[Data shown Boundary: Start]

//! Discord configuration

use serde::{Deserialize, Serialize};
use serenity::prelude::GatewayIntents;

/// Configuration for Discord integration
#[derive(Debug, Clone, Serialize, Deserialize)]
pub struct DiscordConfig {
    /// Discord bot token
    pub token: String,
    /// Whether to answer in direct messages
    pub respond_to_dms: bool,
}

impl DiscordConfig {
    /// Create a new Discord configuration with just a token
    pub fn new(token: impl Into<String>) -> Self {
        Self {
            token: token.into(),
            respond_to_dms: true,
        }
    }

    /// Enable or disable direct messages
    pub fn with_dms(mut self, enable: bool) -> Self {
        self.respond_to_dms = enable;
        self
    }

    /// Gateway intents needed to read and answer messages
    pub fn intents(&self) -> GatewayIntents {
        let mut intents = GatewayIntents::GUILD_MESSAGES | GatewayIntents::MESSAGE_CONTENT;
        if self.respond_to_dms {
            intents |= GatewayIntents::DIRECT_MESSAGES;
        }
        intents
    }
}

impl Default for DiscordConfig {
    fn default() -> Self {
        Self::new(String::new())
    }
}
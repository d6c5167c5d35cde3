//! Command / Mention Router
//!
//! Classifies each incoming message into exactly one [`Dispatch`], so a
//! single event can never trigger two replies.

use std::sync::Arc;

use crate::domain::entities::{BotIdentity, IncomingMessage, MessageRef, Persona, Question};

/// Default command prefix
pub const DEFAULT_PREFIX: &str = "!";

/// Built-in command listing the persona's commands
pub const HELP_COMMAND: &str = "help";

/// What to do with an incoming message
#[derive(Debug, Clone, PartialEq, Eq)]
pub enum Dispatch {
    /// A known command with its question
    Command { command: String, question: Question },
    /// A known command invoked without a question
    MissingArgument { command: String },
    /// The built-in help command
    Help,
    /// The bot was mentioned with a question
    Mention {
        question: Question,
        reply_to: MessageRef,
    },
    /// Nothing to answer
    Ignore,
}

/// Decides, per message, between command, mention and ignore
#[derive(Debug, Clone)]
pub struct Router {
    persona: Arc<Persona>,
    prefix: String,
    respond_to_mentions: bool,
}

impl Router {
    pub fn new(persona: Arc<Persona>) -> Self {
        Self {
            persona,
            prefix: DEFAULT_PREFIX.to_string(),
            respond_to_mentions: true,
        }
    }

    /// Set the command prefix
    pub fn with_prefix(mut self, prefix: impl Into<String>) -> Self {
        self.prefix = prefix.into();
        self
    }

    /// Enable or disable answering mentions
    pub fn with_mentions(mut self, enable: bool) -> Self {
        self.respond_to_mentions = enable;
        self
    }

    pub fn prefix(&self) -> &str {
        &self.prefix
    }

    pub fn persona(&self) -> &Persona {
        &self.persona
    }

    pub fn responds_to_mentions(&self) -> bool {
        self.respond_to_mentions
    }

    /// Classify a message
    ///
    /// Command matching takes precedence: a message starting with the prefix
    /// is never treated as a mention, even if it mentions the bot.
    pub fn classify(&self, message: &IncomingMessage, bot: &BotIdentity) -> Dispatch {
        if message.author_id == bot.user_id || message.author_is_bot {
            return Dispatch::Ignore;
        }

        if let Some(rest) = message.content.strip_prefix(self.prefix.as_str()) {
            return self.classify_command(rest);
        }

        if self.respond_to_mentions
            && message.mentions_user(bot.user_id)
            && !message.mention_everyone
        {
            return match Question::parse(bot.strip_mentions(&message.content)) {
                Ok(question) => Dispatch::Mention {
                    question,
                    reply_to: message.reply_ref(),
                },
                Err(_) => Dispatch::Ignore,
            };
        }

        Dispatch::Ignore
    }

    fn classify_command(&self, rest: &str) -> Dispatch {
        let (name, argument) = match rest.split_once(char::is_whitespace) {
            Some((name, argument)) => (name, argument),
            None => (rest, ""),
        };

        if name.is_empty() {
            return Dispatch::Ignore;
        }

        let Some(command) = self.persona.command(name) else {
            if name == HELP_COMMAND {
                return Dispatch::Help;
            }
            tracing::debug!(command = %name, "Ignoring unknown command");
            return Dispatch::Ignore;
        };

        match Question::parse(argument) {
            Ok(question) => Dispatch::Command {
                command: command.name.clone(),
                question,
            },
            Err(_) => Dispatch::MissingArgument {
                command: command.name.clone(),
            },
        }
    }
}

[Data shown Boundary: End]
[Data shown Boundary: Start]

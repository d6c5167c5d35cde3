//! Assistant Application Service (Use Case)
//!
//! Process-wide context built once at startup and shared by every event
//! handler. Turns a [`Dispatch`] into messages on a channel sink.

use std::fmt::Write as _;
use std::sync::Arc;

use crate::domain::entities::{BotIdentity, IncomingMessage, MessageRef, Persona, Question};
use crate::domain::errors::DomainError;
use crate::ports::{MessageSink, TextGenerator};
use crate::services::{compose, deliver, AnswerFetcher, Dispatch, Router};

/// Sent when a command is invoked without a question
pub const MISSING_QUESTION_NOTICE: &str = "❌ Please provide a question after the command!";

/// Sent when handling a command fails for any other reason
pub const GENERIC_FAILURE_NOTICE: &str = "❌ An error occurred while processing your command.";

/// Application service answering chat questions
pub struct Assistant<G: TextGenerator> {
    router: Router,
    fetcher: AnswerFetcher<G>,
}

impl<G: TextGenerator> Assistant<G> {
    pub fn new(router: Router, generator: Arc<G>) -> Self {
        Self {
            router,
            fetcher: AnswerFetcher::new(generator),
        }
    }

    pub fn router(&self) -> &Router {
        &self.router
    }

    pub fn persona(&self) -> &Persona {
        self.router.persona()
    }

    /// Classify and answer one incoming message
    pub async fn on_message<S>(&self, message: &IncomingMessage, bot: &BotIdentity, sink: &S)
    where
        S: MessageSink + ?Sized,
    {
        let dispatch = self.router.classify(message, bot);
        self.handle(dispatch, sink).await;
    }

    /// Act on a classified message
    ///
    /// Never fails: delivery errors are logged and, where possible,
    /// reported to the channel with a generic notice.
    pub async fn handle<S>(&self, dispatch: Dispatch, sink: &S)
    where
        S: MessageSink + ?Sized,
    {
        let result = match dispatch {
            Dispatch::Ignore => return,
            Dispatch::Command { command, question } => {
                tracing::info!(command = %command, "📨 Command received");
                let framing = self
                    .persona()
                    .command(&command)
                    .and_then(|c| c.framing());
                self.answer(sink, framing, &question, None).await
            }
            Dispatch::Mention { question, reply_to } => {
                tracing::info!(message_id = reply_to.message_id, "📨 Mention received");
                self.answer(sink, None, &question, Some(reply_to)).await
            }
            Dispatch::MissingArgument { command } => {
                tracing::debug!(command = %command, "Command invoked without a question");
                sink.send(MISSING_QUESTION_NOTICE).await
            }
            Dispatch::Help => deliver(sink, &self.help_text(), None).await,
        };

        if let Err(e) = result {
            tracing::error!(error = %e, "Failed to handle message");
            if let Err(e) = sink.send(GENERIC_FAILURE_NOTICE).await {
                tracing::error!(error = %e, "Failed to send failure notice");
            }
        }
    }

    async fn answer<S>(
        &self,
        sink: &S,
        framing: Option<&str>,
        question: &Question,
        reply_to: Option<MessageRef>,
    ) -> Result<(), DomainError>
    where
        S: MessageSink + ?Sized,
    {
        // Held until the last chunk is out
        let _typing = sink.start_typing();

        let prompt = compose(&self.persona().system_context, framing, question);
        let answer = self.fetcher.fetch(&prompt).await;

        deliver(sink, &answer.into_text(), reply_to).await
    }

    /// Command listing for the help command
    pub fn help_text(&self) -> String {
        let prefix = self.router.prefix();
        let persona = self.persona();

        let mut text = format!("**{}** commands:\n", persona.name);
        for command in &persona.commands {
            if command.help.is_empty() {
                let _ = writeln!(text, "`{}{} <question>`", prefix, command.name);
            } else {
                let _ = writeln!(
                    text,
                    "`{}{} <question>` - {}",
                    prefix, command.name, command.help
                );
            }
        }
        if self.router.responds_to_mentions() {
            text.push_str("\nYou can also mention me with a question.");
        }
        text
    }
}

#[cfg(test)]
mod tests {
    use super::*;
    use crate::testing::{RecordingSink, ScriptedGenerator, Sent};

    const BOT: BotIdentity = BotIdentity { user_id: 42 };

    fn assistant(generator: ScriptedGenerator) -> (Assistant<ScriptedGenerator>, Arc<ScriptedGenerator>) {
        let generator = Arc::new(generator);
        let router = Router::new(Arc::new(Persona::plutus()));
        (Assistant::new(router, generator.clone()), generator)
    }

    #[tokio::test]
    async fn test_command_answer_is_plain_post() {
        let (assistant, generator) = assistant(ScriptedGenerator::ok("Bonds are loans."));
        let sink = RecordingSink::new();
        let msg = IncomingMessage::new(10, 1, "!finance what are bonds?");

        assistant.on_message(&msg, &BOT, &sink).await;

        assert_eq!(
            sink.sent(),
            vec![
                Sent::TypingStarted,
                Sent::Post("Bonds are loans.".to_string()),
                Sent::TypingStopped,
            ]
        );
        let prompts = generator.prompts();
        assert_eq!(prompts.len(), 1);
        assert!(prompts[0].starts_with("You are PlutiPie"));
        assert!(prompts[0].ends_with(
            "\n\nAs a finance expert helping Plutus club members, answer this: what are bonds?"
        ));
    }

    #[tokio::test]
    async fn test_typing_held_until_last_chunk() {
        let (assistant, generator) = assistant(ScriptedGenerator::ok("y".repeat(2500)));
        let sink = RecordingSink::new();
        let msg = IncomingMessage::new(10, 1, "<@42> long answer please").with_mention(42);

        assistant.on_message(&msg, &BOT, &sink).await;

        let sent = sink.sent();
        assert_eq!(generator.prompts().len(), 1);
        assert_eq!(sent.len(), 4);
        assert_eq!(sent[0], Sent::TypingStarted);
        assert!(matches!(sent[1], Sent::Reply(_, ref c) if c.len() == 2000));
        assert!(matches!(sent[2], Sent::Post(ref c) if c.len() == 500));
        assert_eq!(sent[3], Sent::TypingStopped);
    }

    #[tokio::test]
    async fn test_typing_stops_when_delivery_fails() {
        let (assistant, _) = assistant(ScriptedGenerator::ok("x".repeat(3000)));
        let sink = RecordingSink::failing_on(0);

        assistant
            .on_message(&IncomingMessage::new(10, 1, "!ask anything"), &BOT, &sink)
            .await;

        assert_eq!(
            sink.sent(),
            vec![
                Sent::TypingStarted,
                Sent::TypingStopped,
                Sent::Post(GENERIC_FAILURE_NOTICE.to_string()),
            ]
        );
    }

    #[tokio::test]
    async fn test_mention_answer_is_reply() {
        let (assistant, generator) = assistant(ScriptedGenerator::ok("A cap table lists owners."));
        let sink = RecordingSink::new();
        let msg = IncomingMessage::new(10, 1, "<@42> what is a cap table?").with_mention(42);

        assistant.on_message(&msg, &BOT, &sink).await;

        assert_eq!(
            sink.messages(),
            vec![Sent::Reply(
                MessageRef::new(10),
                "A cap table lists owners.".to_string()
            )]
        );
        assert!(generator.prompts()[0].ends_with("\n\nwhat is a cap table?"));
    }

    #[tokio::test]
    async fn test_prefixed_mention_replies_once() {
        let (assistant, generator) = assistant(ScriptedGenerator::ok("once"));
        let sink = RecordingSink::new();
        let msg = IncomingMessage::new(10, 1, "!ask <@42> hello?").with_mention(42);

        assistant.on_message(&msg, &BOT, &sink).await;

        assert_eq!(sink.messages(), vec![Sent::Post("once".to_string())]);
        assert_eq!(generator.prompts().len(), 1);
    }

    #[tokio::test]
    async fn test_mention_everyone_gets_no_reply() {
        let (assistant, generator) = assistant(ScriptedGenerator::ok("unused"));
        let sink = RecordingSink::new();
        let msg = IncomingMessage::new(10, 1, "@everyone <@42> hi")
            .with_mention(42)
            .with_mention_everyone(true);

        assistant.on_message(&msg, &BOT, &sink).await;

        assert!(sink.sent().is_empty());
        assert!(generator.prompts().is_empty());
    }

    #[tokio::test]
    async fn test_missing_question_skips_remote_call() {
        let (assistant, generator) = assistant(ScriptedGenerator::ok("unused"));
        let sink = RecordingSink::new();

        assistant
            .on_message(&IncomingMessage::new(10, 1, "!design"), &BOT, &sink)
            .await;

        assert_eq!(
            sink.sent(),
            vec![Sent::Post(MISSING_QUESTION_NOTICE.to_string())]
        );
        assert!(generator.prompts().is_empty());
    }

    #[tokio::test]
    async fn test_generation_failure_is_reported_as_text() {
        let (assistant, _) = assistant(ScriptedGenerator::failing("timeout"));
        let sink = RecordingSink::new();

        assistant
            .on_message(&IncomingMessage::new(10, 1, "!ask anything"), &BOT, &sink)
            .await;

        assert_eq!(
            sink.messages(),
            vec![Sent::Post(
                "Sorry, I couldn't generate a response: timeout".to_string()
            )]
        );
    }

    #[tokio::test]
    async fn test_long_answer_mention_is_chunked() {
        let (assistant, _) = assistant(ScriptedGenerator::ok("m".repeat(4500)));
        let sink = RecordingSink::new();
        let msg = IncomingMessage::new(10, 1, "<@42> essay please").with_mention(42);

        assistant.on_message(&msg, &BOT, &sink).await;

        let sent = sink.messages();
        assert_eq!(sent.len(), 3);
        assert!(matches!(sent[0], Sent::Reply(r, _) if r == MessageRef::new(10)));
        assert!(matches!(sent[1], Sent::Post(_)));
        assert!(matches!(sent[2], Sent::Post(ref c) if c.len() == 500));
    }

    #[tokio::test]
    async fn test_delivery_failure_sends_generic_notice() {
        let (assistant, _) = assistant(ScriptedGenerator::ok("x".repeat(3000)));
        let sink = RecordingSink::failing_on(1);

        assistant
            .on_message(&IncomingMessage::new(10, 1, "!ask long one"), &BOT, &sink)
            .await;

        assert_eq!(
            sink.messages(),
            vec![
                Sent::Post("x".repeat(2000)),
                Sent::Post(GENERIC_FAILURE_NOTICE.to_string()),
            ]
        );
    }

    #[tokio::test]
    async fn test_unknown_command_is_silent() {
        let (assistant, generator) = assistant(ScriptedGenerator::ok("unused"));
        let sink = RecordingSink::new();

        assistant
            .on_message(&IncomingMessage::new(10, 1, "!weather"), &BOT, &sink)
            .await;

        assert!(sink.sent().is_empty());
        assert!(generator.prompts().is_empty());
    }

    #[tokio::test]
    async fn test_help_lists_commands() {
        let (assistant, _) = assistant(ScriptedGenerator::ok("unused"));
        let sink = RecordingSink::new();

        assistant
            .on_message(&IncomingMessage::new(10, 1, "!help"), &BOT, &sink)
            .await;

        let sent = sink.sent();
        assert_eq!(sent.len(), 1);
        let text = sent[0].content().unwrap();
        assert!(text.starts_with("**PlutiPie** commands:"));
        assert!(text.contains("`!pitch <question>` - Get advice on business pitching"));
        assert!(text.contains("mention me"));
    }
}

[Data shown Boundary: End]
[Data shown Boundary: Start]

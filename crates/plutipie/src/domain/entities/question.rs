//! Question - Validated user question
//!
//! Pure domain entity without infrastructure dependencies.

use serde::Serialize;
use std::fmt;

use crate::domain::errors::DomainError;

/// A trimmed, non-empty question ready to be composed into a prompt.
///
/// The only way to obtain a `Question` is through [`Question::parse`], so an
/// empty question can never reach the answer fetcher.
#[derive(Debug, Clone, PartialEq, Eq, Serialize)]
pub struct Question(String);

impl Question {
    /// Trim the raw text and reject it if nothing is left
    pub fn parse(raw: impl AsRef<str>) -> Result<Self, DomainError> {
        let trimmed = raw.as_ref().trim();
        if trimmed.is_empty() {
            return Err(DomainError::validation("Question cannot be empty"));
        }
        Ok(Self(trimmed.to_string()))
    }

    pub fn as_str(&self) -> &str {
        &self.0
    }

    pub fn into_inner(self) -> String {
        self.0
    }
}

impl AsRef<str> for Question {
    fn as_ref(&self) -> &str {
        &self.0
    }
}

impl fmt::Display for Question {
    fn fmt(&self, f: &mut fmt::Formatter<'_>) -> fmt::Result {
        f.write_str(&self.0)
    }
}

[Data shown Boundary: End]

#### The task:
Look above for the line that contains "pub fn help_text(&self)". Starting there, transcribe every line exactly until you have copied the line that contains "prefix, command.name, command.help".

#### Answer to this problem:
    pub fn help_text(&self) -> String {
        let prefix = self.router.prefix();
        let persona = self.persona();

        let mut text = format!("**{}** commands:\n", persona.name);
        for command in &persona.commands {
            if command.help.is_empty() {
                let _ = writeln!(text, "`{}{} <question>`", prefix, command.name);
            } else {
                let _ = writeln!(
                    text,
                    "`{}{} <question>` - {}",
                    prefix, command.name, command.help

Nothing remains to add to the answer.